April 22, 2026
Inside the Q1 Fraud Index: How Fraud Losses Are Moving
Certain fraud losses are trending downward for financial institutions.
The latest Auriemma Roundtables Q1 2026 Fraud Index reveals both encouraging progress across major bank and card fraud types. Banks are refining defenses, engaging customers, and balancing reimbursement standards in an evolving threat environment.
The Index tracks three foundational metrics and features a rotating “hot topic” each quarter to highlight emerging threats. These insights aren’t pulled from news headlines or outdated industry surveys—they come directly from the leading benchmark provider for top U.S. banks.
What’s in the Q1 2026 Fraud Index?
- Gross and net fraud losses per DDA
- Credit card fraud losses as a percent of sales
- Change in average net ACH fraud losses
The Q1 findings suggest a few big-picture takeaways:
- Fraud at account opening remains elevated, with closure rates still above 3% after a higher peak—ongoing exposure in digital onboarding.
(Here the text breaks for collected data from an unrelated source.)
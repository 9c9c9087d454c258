use crate::core::tag::Tagged;
use crate::infra::api::http::HttpClient;
use crate::infra::api::newsapi::NewsApiClient;
use crate::infra::api::serpapi::SerpApiClient;
use anyhow::Result;
use serde_json::Value;
use std::fmt;
use tracing::info;

/// ニュースレコードに一律で付与するタグ
///
/// 記事内容から導出したものではなく、全レコードに同じ値を付ける。
pub const STATIC_NEWS_TAGS: [&str; 2] = ["climate", "insurance"];

/// レコードを生成したプロバイダ
#[derive(Debug, Clone, Copy, PartialEq, Eq)]
pub enum NewsProvider {
    SerpApi,
    NewsApi,
}

impl fmt::Display for NewsProvider {
    fn fmt(&self, f: &mut fmt::Formatter<'_>) -> fmt::Result {
        match self {
            NewsProvider::SerpApi => write!(f, "Google検索 (SerpAPI)"),
            NewsProvider::NewsApi => write!(f, "NewsAPI"),
        }
    }
}

/// プロバイダ間で共通のニュースレコード
///
/// 日付はプロバイダの書式のまま保持する。
#[derive(Debug, Clone, PartialEq)]
pub struct NewsRecord {
    pub title: Option<String>,
    pub source: Option<String>,
    pub date: Option<String>,
    pub snippet: Option<String>,
    pub link: Option<String>,
    pub tags: Vec<String>,
    pub provider: NewsProvider,
}

impl Tagged for NewsRecord {
    fn tags(&self) -> Option<&[String]> {
        Some(&self.tags)
    }
}

fn static_tags() -> Vec<String> {
    STATIC_NEWS_TAGS.iter().map(|t| t.to_string()).collect()
}

fn str_field(item: &Value, key: &str) -> Option<String> {
    item.get(key).and_then(Value::as_str).map(str::to_string)
}

fn result_items<'a>(payload: &'a Value, key: &str) -> &'a [Value] {
    payload
        .get(key)
        .and_then(Value::as_array)
        .map(Vec::as_slice)
        .unwrap_or(&[])
}

/// SerpAPIのレスポンスから`news_results`をニュースレコードに変換する
///
/// `source`は文字列と`{"name": ...}`形式のどちらも受け付ける。
pub fn normalize_serpapi_results(payload: &Value, limit: usize) -> Vec<NewsRecord> {
    result_items(payload, "news_results")
        .iter()
        .take(limit)
        .map(|item| NewsRecord {
            title: str_field(item, "title"),
            source: str_field(item, "source").or_else(|| {
                item.get("source")
                    .and_then(|source| str_field(source, "name"))
            }),
            date: str_field(item, "date"),
            snippet: str_field(item, "snippet"),
            link: str_field(item, "link"),
            tags: static_tags(),
            provider: NewsProvider::SerpApi,
        })
        .collect()
}

/// NewsAPIのレスポンスから`articles`をニュースレコードに変換する
pub fn normalize_newsapi_articles(payload: &Value, limit: usize) -> Vec<NewsRecord> {
    result_items(payload, "articles")
        .iter()
        .take(limit)
        .map(|item| NewsRecord {
            title: str_field(item, "title"),
            source: item
                .get("source")
                .and_then(|source| str_field(source, "name")),
            date: str_field(item, "publishedAt"),
            snippet: str_field(item, "description"),
            link: str_field(item, "url"),
            tags: static_tags(),
            provider: NewsProvider::NewsApi,
        })
        .collect()
}

/// SerpAPIでニュースを検索してレコードに変換する
pub async fn fetch_serpapi_news<H: HttpClient>(
    client: &SerpApiClient<H>,
    query: &str,
    num_results: usize,
) -> Result<Vec<NewsRecord>> {
    let payload = client.search_news(query, num_results).await?;
    let records = normalize_serpapi_results(&payload, num_results);
    info!(count = records.len(), "SerpAPIからニュースを取得");
    Ok(records)
}

/// NewsAPIでニュースを検索してレコードに変換する
pub async fn fetch_newsapi_news<H: HttpClient>(
    client: &NewsApiClient<H>,
    query: &str,
    num_results: usize,
) -> Result<Vec<NewsRecord>> {
    let payload = client.get_everything(query, num_results).await?;
    let records = normalize_newsapi_articles(&payload, num_results);
    info!(count = records.len(), "NewsAPIからニュースを取得");
    Ok(records)
}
- Net fraud losses per DDA have declined, while gross losses remain volatile—indicating continued fraud pressure alongside stronger recovery efforts.
- Spikes in gross losses suggest fraud patterns are uneven and continue to shift over time.
- Card fraud losses as a percentage of sales appear stable overall, but small movements can drive meaningful dollar impact at scale.
- Across metrics, improvements are inconsistent. Trends point to a changing fraud environment rather than a sustained reduction in risk.
Does your institution benchmark its fraud program?
If your team is making decisions without peer-based performance data, you’re flying blind. Our Bank Fraud Benchmarking program helps you:
- Track performance with precision
- Justify fraud investments with confidence
- Stay ahead of fast-moving threats
Reach out to Jared Kirby, Director, Data GTM Strategy, at jkirby@roundtables.us or 646.343.4416.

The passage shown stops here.